[RECORDS FOR PROCESSING]

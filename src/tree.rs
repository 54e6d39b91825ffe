//! Point Quadtree over the (expiry, priority) plane
//!
//! The tree owns every node through an arena and exposes the two eviction
//! sweeps:
//!
//! | Operation | Action | Time |
//! |-----------|--------|------|
//! | `insert` | Descend quadrants, create a node at the first empty slot | O(depth) |
//! | `prune_expired` | Remove every entry in expired nodes, drop removable nodes | O(expired + depth) |
//! | `prune_lowest_priority` | Best-first search for the lowest-priority LRU entry | O(log E + log P) expected |
//!
//! # Arena and parent capability
//!
//! Parent and child references are arena indices (`NodeId`), which keeps
//! the parent back-edges cycle-free and cheap to copy. The root's parent
//! is the tree itself (`ParentSlot::Root`), so the cleaning rule can run
//! identically on the root and on interior nodes.
//!
//! # Reclaim log
//!
//! The cache keeps two auxiliary maps pointing at nodes. Whenever the
//! tree frees a node it appends the node's point and any keys it still
//! held to a reclaim log; the cache drains the log after each mutating
//! call and erases the matching map entries. This keeps the maps exact at
//! a cost proportional to what was actually freed.
//!
//! # Empty pivots
//!
//! An expired node whose removal would require merging two or more
//! subtrees is kept in place with its entries cleared. It is reconsidered
//! whenever a neighbour shrinks; no rebalancing beyond the single-child
//! promotion is ever attempted, so the tree's shape depends on insertion
//! order.

extern crate alloc;

use alloc::vec;
use alloc::vec::Vec;
use core::borrow::Borrow;
use core::hash::{BuildHasher, Hash};
use core::mem;
use core::ops::{Index, IndexMut};

#[cfg(feature = "hashbrown")]
use hashbrown::DefaultHashBuilder;

#[cfg(not(feature = "hashbrown"))]
use std::collections::hash_map::RandomState as DefaultHashBuilder;

use crate::node::{Node, NodeId, ParentSlot, Quadrant};
use crate::{Priority, Time};

/// A node freed by the tree, reported so the cache can erase the matching
/// auxiliary index entries.
pub(crate) struct ReclaimedNode<K> {
    /// Id the freed node had. Index entries are only erased when they
    /// still map to this id, so a key re-inserted elsewhere in the same
    /// operation is never clobbered.
    pub(crate) id: NodeId,
    /// Expiry coordinate of the freed node's point.
    pub(crate) expiry: Time,
    /// Priority coordinate of the freed node's point.
    pub(crate) priority: Priority,
    /// Keys the cache's key index may still map to the freed node:
    /// entries detached with an expired subtree, plus keys stranded by an
    /// earlier pivot clear.
    pub(crate) keys: Vec<K>,
}

/// Slab-style node storage: a vector of slots plus a free list.
struct NodeArena<K, V, S> {
    slots: Vec<Option<Node<K, V, S>>>,
    free: Vec<usize>,
}

impl<K, V, S> NodeArena<K, V, S> {
    fn new() -> Self {
        NodeArena {
            slots: Vec::new(),
            free: Vec::new(),
        }
    }

    fn alloc(&mut self, node: Node<K, V, S>) -> NodeId {
        match self.free.pop() {
            Some(index) => {
                self.slots[index] = Some(node);
                NodeId(index)
            }
            None => {
                self.slots.push(Some(node));
                NodeId(self.slots.len() - 1)
            }
        }
    }

    fn take(&mut self, id: NodeId) -> Node<K, V, S> {
        match self.slots[id.0].take() {
            Some(node) => {
                self.free.push(id.0);
                node
            }
            None => panic!("node {} taken twice", id.0),
        }
    }
}

impl<K, V, S> Index<NodeId> for NodeArena<K, V, S> {
    type Output = Node<K, V, S>;

    fn index(&self, id: NodeId) -> &Node<K, V, S> {
        match &self.slots[id.0] {
            Some(node) => node,
            None => panic!("node {} is vacant", id.0),
        }
    }
}

impl<K, V, S> IndexMut<NodeId> for NodeArena<K, V, S> {
    fn index_mut(&mut self, id: NodeId) -> &mut Node<K, V, S> {
        match &mut self.slots[id.0] {
            Some(node) => node,
            None => panic!("node {} is vacant", id.0),
        }
    }
}

/// The point quadtree. Owns at most one root node and the arena behind
/// every `NodeId` the cache holds.
pub(crate) struct Quadtree<K, V, S = DefaultHashBuilder> {
    arena: NodeArena<K, V, S>,
    root: Option<NodeId>,
    reclaimed: Vec<ReclaimedNode<K>>,
    hasher: S,
}

impl<K, V, S> Quadtree<K, V, S>
where
    K: Hash + Eq + Clone,
    S: BuildHasher + Clone,
{
    /// Creates an empty tree. Each node's entry map is built from a clone
    /// of `hasher`.
    pub(crate) fn new(hasher: S) -> Self {
        Quadtree {
            arena: NodeArena::new(),
            root: None,
            reclaimed: Vec::new(),
            hasher,
        }
    }

    /// Id of the root node, if the tree is non-empty.
    #[cfg(test)]
    pub(crate) fn root(&self) -> Option<NodeId> {
        self.root
    }

    /// Creates and inserts a new node at the given point, descending the
    /// quadrants until a free slot is found.
    ///
    /// Must not be called for a point that already has a node; the cache
    /// reuses existing nodes through its point index.
    pub(crate) fn insert(&mut self, priority: Priority, expiry: Time) -> NodeId {
        let Some(mut current) = self.root else {
            let id = self.alloc_node(expiry, priority, ParentSlot::Root);
            self.root = Some(id);
            return id;
        };

        loop {
            let node = &self.arena[current];
            let quadrant =
                Quadrant::from_components(expiry <= node.expiry, priority < node.priority);
            let slot = node.quadrants[quadrant.index()];
            match slot {
                Some(child) => current = child,
                None => {
                    let id = self.alloc_node(expiry, priority, ParentSlot::Interior(current));
                    self.arena[current].quadrants[quadrant.index()] = Some(id);
                    return id;
                }
            }
        }
    }

    /// Adds an entry to the node's bucket. See [`Node::add_entry`].
    pub(crate) fn add_entry(&mut self, id: NodeId, key: K, value: V, now: Time) {
        self.arena[id].add_entry(key, value, now);
    }

    /// Reads and re-stamps an entry. See [`Node::access_entry`].
    pub(crate) fn access_entry<Q>(&mut self, id: NodeId, key: &Q, now: Time) -> Option<&V>
    where
        K: Borrow<Q>,
        Q: ?Sized + Hash + Eq,
    {
        self.arena[id].access_entry(key, now)
    }

    /// Removes an entry from a node, then lets the cleaning rule decide
    /// whether the node itself can leave the tree.
    pub(crate) fn remove_entry<Q>(&mut self, id: NodeId, key: &Q) -> Option<V>
    where
        K: Borrow<Q>,
        Q: ?Sized + Hash + Eq,
    {
        let value = self.arena[id].remove_entry(key);
        if value.is_some() {
            self.clean(id);
        }
        value
    }

    /// Returns true if the node's point has expired at `now`.
    pub(crate) fn expired(&self, id: NodeId, now: Time) -> bool {
        self.arena[id].expired(now)
    }

    /// Returns true if the node currently holds an entry for `key`.
    pub(crate) fn contains_entry<Q>(&self, id: NodeId, key: &Q) -> bool
    where
        K: Borrow<Q>,
        Q: ?Sized + Hash + Eq,
    {
        self.arena[id].contains_entry(key)
    }

    /// Removes every entry whose node has expired, and every expired node
    /// the cleaning rule allows to leave the tree. Returns the number of
    /// entries removed (zero means nothing but structure changed).
    pub(crate) fn prune_expired(&mut self, now: Time) -> usize {
        match self.root {
            Some(root) => self.prune_expired_at(root, now),
            None => 0,
        }
    }

    fn prune_expired_at(&mut self, id: NodeId, now: Time) -> usize {
        let mut removed = 0;

        if self.arena[id].expired(now) {
            // Older-or-equal-expiry subtrees are wholly expired: every
            // descendant there has expiry <= this node's expiry < now.
            for quadrant in Quadrant::OLDER {
                if let Some(child) = self.arena[id].quadrants[quadrant.index()].take() {
                    removed += self.detach_subtree(child);
                }
            }

            // Newer-expiry children outlive this node, but their own
            // older-side descendants may still be expired.
            for quadrant in Quadrant::NEWER {
                if let Some(child) = self.arena[id].quadrants[quadrant.index()] {
                    removed += self.prune_expired_at(child, now);
                }
            }

            removed += self.arena[id].clear_entries();
        }

        // Older-or-equal children of a non-expired node may themselves be
        // expired. (After the expired branch these slots are empty, so
        // this only recurses for live nodes.)
        for quadrant in Quadrant::OLDER {
            if let Some(child) = self.arena[id].quadrants[quadrant.index()] {
                removed += self.prune_expired_at(child, now);
            }
        }

        self.clean(id);

        removed
    }

    /// Removes the least recently used entry among those with the lowest
    /// priority (numerically largest value) anywhere in the tree, and
    /// returns its key. Returns `None` when the tree holds no entries.
    ///
    /// Best-first search: higher-priority quadrants of a non-empty node
    /// can never beat it on priority and are skipped; empty pivots are
    /// traversed through in every direction.
    pub(crate) fn prune_lowest_priority(&mut self) -> Option<K> {
        let root = self.root?;
        let mut lowest = root;
        let mut stack: Vec<NodeId> = Vec::new();

        let root_node = &self.arena[root];
        if root_node.is_empty() {
            // No priority bound yet, so every direction may hold the victim.
            stack.extend(root_node.quadrants.into_iter().flatten());
        } else {
            for quadrant in Quadrant::LOWER {
                if let Some(child) = root_node.quadrants[quadrant.index()] {
                    stack.push(child);
                }
            }
        }

        while let Some(id) = stack.pop() {
            let node = &self.arena[id];
            if node.is_empty() {
                stack.extend(node.quadrants.into_iter().flatten());
                continue;
            }

            let lowest_node = &self.arena[lowest];
            if lowest_node.is_empty()
                || node.priority > lowest_node.priority
                || (node.priority == lowest_node.priority
                    && node.lru_time() < lowest_node.lru_time())
            {
                lowest = id;
            }

            let quads = self.arena[id].quadrants;
            for quadrant in Quadrant::LOWER {
                if let Some(child) = quads[quadrant.index()] {
                    stack.push(child);
                }
            }
        }

        if self.arena[lowest].is_empty() {
            return None;
        }

        let (key, _value) = self.arena[lowest].pop_lru_entry()?;
        self.clean(lowest);
        Some(key)
    }

    /// Hands over the nodes freed since the last drain. The cache erases
    /// the matching auxiliary index entries before updating anything else.
    pub(crate) fn drain_reclaimed(&mut self) -> Vec<ReclaimedNode<K>> {
        mem::take(&mut self.reclaimed)
    }

    fn alloc_node(&mut self, expiry: Time, priority: Priority, parent: ParentSlot) -> NodeId {
        self.arena
            .alloc(Node::new(expiry, priority, parent, self.hasher.clone()))
    }

    /// The quadrant of `parent` that `child`'s point belongs to.
    fn quadrant_for(&self, parent: NodeId, child: NodeId) -> Quadrant {
        let p = &self.arena[parent];
        let c = &self.arena[child];
        Quadrant::from_components(c.expiry <= p.expiry, c.priority < p.priority)
    }

    /// Places `child` into the slot computed from its point, overwriting
    /// the previous occupant, and updates `child`'s parent capability.
    ///
    /// Every node in a promoted child's subtree satisfied the old
    /// occupant's quadrant constraint, so the computed slot is always the
    /// slot the old occupant held.
    fn attach(&mut self, parent: ParentSlot, child: NodeId) {
        match parent {
            ParentSlot::Root => {
                self.root = Some(child);
                self.arena[child].parent = ParentSlot::Root;
            }
            ParentSlot::Interior(parent_id) => {
                let quadrant = self.quadrant_for(parent_id, child);
                self.arena[parent_id].quadrants[quadrant.index()] = Some(child);
                self.arena[child].parent = ParentSlot::Interior(parent_id);
            }
        }
    }

    /// Unlinks `child` from its parent's quadrant slot (or the root slot).
    fn remove_child(&mut self, parent: ParentSlot, child: NodeId) {
        match parent {
            ParentSlot::Root => {
                debug_assert_eq!(self.root, Some(child));
                self.root = None;
            }
            ParentSlot::Interior(parent_id) => {
                let quadrant = self.quadrant_for(parent_id, child);
                self.arena[parent_id].quadrants[quadrant.index()] = None;
            }
        }
    }

    /// The cleaning rule, run after a node loses entries.
    ///
    /// An empty node with no children leaves the tree; an empty node with
    /// exactly one child is replaced by it (the only rotation performed);
    /// an empty node separating two or more subtrees stays as a pivot.
    fn clean(&mut self, id: NodeId) {
        if !self.arena[id].is_empty() {
            return;
        }

        let node = &self.arena[id];
        let parent = node.parent;
        let mut children = node.quadrants.into_iter().flatten();
        let first = children.next();
        let second = children.next();

        match (first, second) {
            (None, _) => {
                self.remove_child(parent, id);
                self.free(id);
            }
            (Some(child), None) => {
                self.attach(parent, child);
                self.free(id);
            }
            _ => {}
        }
    }

    /// Frees a whole subtree, returning how many entries it still held.
    fn detach_subtree(&mut self, id: NodeId) -> usize {
        let mut removed = 0;
        let mut stack = vec![id];
        while let Some(current) = stack.pop() {
            stack.extend(self.arena[current].quadrants.into_iter().flatten());
            removed += self.free(current);
        }
        removed
    }

    /// Returns a node to the arena and logs its point and surviving keys
    /// for the cache to reconcile. Returns the node's entry count.
    fn free(&mut self, id: NodeId) -> usize {
        let node = self.arena.take(id);
        let expiry = node.expiry;
        let priority = node.priority;
        let (count, keys) = node.reclaim();
        self.reclaimed.push(ReclaimedNode {
            id,
            expiry,
            priority,
            keys,
        });
        count
    }
}
impl<K, V, C, S> PriorityExpiryCache<K, V, C, S>
where
    K: Hash + Eq + Clone,
    C: Clock,
    S: BuildHasher + Clone,
{
    /// Number of live entries: indexed, unexpired, and still present in
    /// their node. Walks the key index; prefer tracking sizes externally
    /// if you need this in a hot path.
    pub fn len(&self) -> usize {
        self.keys().count()
    }

    /// Returns `true` if the cache holds no live entries.
    pub fn is_empty(&self) -> bool {
        self.keys().next().is_none()
    }

    /// Iterates over the keys of live entries.
    ///
    /// The expiry filter uses a single clock snapshot taken when the
    /// iterator is created. Iteration does not bump LRU positions.
    pub fn keys(&self) -> impl Iterator<Item = &K> + '_ {
        let now = self.clock.now();
        self.key_index.iter().filter_map(move |(key, &id)| {
            (!self.tree.expired(id, now) && self.tree.contains_entry(id, key)).then_some(key)
        })
    }

    /// Returns `true` if `key` has a live (unexpired) entry. Does not
    /// bump the entry's LRU position.
    pub fn contains_key<Q>(&self, key: &Q) -> bool
    where
        K: Borrow<Q>,
        Q: ?Sized + Hash + Eq,
    {
        match self.key_index.get(key) {
            Some(&id) => {
                !self.tree.expired(id, self.clock.now()) && self.tree.contains_entry(id, key)
            }
            None => false,
        }
    }

    /// Counters describing the cache's behaviour so far.
    pub fn metrics(&self) -> &PriorityExpiryCacheMetrics {
        &self.metrics
    }

    /// Retrieves the value for `key`, re-stamping the entry as most
    /// recently used.
    ///
    /// # Errors
    ///
    /// - [`CacheError::KeyMissing`] - no entry for this key
    /// - [`CacheError::KeyExpired`] - the entry exists but its expiry has
    ///   passed and no eviction pass has reclaimed it yet
    pub fn get<Q>(&mut self, key: &Q) -> Result<&V, CacheError>
    where
        K: Borrow<Q>,
        Q: ?Sized + Hash + Eq,
    {
        let Some(&id) = self.key_index.get(key) else {
            self.metrics.record_miss();
            return Err(CacheError::KeyMissing);
        };

        let now = self.clock.now();
        if self.tree.expired(id, now) {
            self.metrics.record_expired();
            return Err(CacheError::KeyExpired);
        }

        match self.tree.access_entry(id, key, now) {
            Some(value) => {
                self.metrics.record_hit();
                Ok(value)
            }
            None => {
                // The node survived as a pivot after its entries were
                // cleared; the key is effectively gone.
                self.metrics.record_miss();
                Err(CacheError::KeyMissing)
            }
        }
    }

    /// Inserts or overwrites the entry for `key`.
    ///
    /// The entry's expiry is `now + expiry_duration` and its priority is
    /// taken from the active insertion context (or the configured
    /// defaults). Overwriting re-places the entry at the context's
    /// current (expiry, priority) point, not the old one.
    ///
    /// Never evicts; see [`PriorityExpiryCache::evict`].
    pub fn set(&mut self, key: K, value: V) {
        let now = self.clock.now();
        let expiry = now.saturating_add(self.context_expiry_duration.get());
        debug_assert!(expiry > now);
        let priority = self.context_priority;

        if let Some(id) = self.key_index.remove(&key) {
            // Overwrite: drop the old entry wherever it lives. A key
            // stranded in a cleared pivot has no entry left; that is fine.
            let _ = self.tree.remove_entry(id, &key);
            self.reconcile();
        }

        let point = (expiry, priority);
        let id = match self.point_index.get(&point) {
            Some(&id) => id,
            None => {
                let id = self.tree.insert(priority, expiry);
                self.point_index.insert(point, id);
                id
            }
        };

        self.tree.add_entry(id, key.clone(), value, now);
        self.key_index.insert(key, id);
        self.metrics.record_insertion();
    }

    /// Removes the entry for `key` and returns its value.
    ///
    /// # Errors
    ///
    /// [`CacheError::KeyMissing`] when there is no entry, including when
    /// the key's node was cleared as an expired pivot.
    pub fn delete<Q>(&mut self, key: &Q) -> Result<V, CacheError>
    where
        K: Borrow<Q>,
        Q: ?Sized + Hash + Eq,
    {
        let Some(id) = self.key_index.remove(key) else {
            return Err(CacheError::KeyMissing);
        };
        let value = self.tree.remove_entry(id, key);
        self.reconcile();
        value.ok_or(CacheError::KeyMissing)
    }

    /// Evicts from the cache.
    ///
    /// First sweeps expired entries; if the sweep removed anything, that
    /// is the whole pass. Otherwise removes the least recently used entry
    /// among those with the lowest priority. A call on an empty (or
    /// wholly structural) tree is a no-op.
    ///
    /// If several lowest-priority entries share the same `last_used`
    /// tick, which of them is removed is unspecified.
    pub fn evict(&mut self) {
        let now = self.clock.now();
        let expired = self.tree.prune_expired(now);
        self.reconcile();
        if expired > 0 {
            self.metrics.record_expired_evictions(expired as u64);
            return;
        }

        if let Some(key) = self.tree.prune_lowest_priority() {
            self.reconcile();
            // The victim left its node's data map when it was popped, so
            // even if that emptied the node, the reclaim drain above never
            // saw this key. This is the only place its key_index entry is
            // erased.
            self.key_index.remove(&key);
            self.metrics.record_priority_eviction();
        }
    }

    /// Opens an insertion-context scope overriding the priority and/or
    /// expiry duration used by `set`.
    ///
    /// `None` for a field re-asserts the configured default, not the
    /// value of any enclosing scope. Dropping the guard restores whatever
    /// was active before this call, so scopes nest properly.
    ///
    /// # Example
    ///
    /// ```
    /// use pec_rs::config::PriorityExpiryCacheConfig;
    /// use pec_rs::{ManualClock, PriorityExpiryCache};
    /// use core::num::NonZeroU64;
    ///
    /// let config = PriorityExpiryCacheConfig {
    ///     default_expiry_duration: NonZeroU64::new(1_000).unwrap(),
    ///     default_priority: 0,
    /// };
    /// let mut cache = PriorityExpiryCache::init(config, ManualClock::new(0), None);
    ///
    /// {
    ///     let mut scoped = cache.context(Some(10), NonZeroU64::new(60));
    ///     scoped.set("volatile", 1);
    /// }
    /// // Defaults are back in force here.
    /// cache.set("durable", 2);
    /// ```
    pub fn context(
        &mut self,
        priority: Option<Priority>,
        expiry_duration: Option<NonZeroU64>,
    ) -> ContextGuard<'_, K, V, C, S> {
        let saved_priority = self.context_priority;
        let saved_expiry_duration = self.context_expiry_duration;
        self.context_priority = priority.unwrap_or(self.config.default_priority);
        self.context_expiry_duration =
            expiry_duration.unwrap_or(self.config.default_expiry_duration);
        ContextGuard {
            saved_priority,
            saved_expiry_duration,
            cache: self,
        }
    }

    /// Erases index entries for every node the tree has freed since the
    /// last drain. Must run after any tree mutation, before new index
    /// entries are written.
    ///
    /// Entries are only erased while they still map to the freed node's
    /// id: a key that was stranded in a cleared pivot and then re-set
    /// lives in a different node by now and must survive the pivot's
    /// eventual reclamation.
    fn reconcile(&mut self) {
        for reclaimed in self.tree.drain_reclaimed() {
            let point = (reclaimed.expiry, reclaimed.priority);
            if self.point_index.get(&point) == Some(&reclaimed.id) {
                self.point_index.remove(&point);
            }
            for key in reclaimed.keys {
                if self.key_index.get(&key) == Some(&reclaimed.id) {
                    self.key_index.remove(&key);
                }
            }
        }
    }
}

impl<K, V, C, S> fmt::Debug for PriorityExpiryCache<K, V, C, S> {
    fn fmt(&self, f: &mut fmt::Formatter<'_>) -> fmt::Result {
        f.debug_struct("PriorityExpiryCache")
            .field("keys", &self.key_index.len())
            .field("points", &self.point_index.len())
            .field("context_priority", &self.context_priority)
            .field("context_expiry_duration", &self.context_expiry_duration)
            .finish()
    }
}

/// Scope guard for an insertion context.
///
/// Dereferences to the cache, so `set` (and everything else) can be
/// called on the guard directly. Dropping the guard restores the context
/// that was active when [`PriorityExpiryCache::context`] was called; this
/// holds on every exit path, including panics unwinding through the
/// scope.
pub struct ContextGuard<'a, K, V, C, S = DefaultHashBuilder> {
    cache: &'a mut PriorityExpiryCache<K, V, C, S>,
    saved_priority: Priority,
    saved_expiry_duration: NonZeroU64,
}

impl<K, V, C, S> Deref for ContextGuard<'_, K, V, C, S> {
    type Target = PriorityExpiryCache<K, V, C, S>;

    fn deref(&self) -> &Self::Target {
        self.cache
    }
}

impl<K, V, C, S> DerefMut for ContextGuard<'_, K, V, C, S> {
    fn deref_mut(&mut self) -> &mut Self::Target {
        self.cache
    }
}

impl<K, V, C, S> Drop for ContextGuard<'_, K, V, C, S> {
    fn drop(&mut self) {
        self.cache.context_priority = self.saved_priority;
        self.cache.context_expiry_duration = self.saved_expiry_duration;
    }
}

impl<K, V, C, S> fmt::Debug for ContextGuard<'_, K, V, C, S> {
    fn fmt(&self, f: &mut fmt::Formatter<'_>) -> fmt::Result {
        f.debug_struct("ContextGuard")
            .field("saved_priority", &self.saved_priority)
            .field("saved_expiry_duration", &self.saved_expiry_duration)
            .finish()
    }
}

[GOAL OF THE EXERCISE]
Filter the data down to the lines that contain the string "metrics", and copy them.

[YOUR RESPONSE]
    pub fn metrics(&self) -> &PriorityExpiryCacheMetrics {
        &self.metrics
            self.metrics.record_miss();
            self.metrics.record_expired();
                self.metrics.record_hit();
                self.metrics.record_miss();
        self.metrics.record_insertion();
            self.metrics.record_expired_evictions(expired as u64);
            self.metrics.record_priority_eviction();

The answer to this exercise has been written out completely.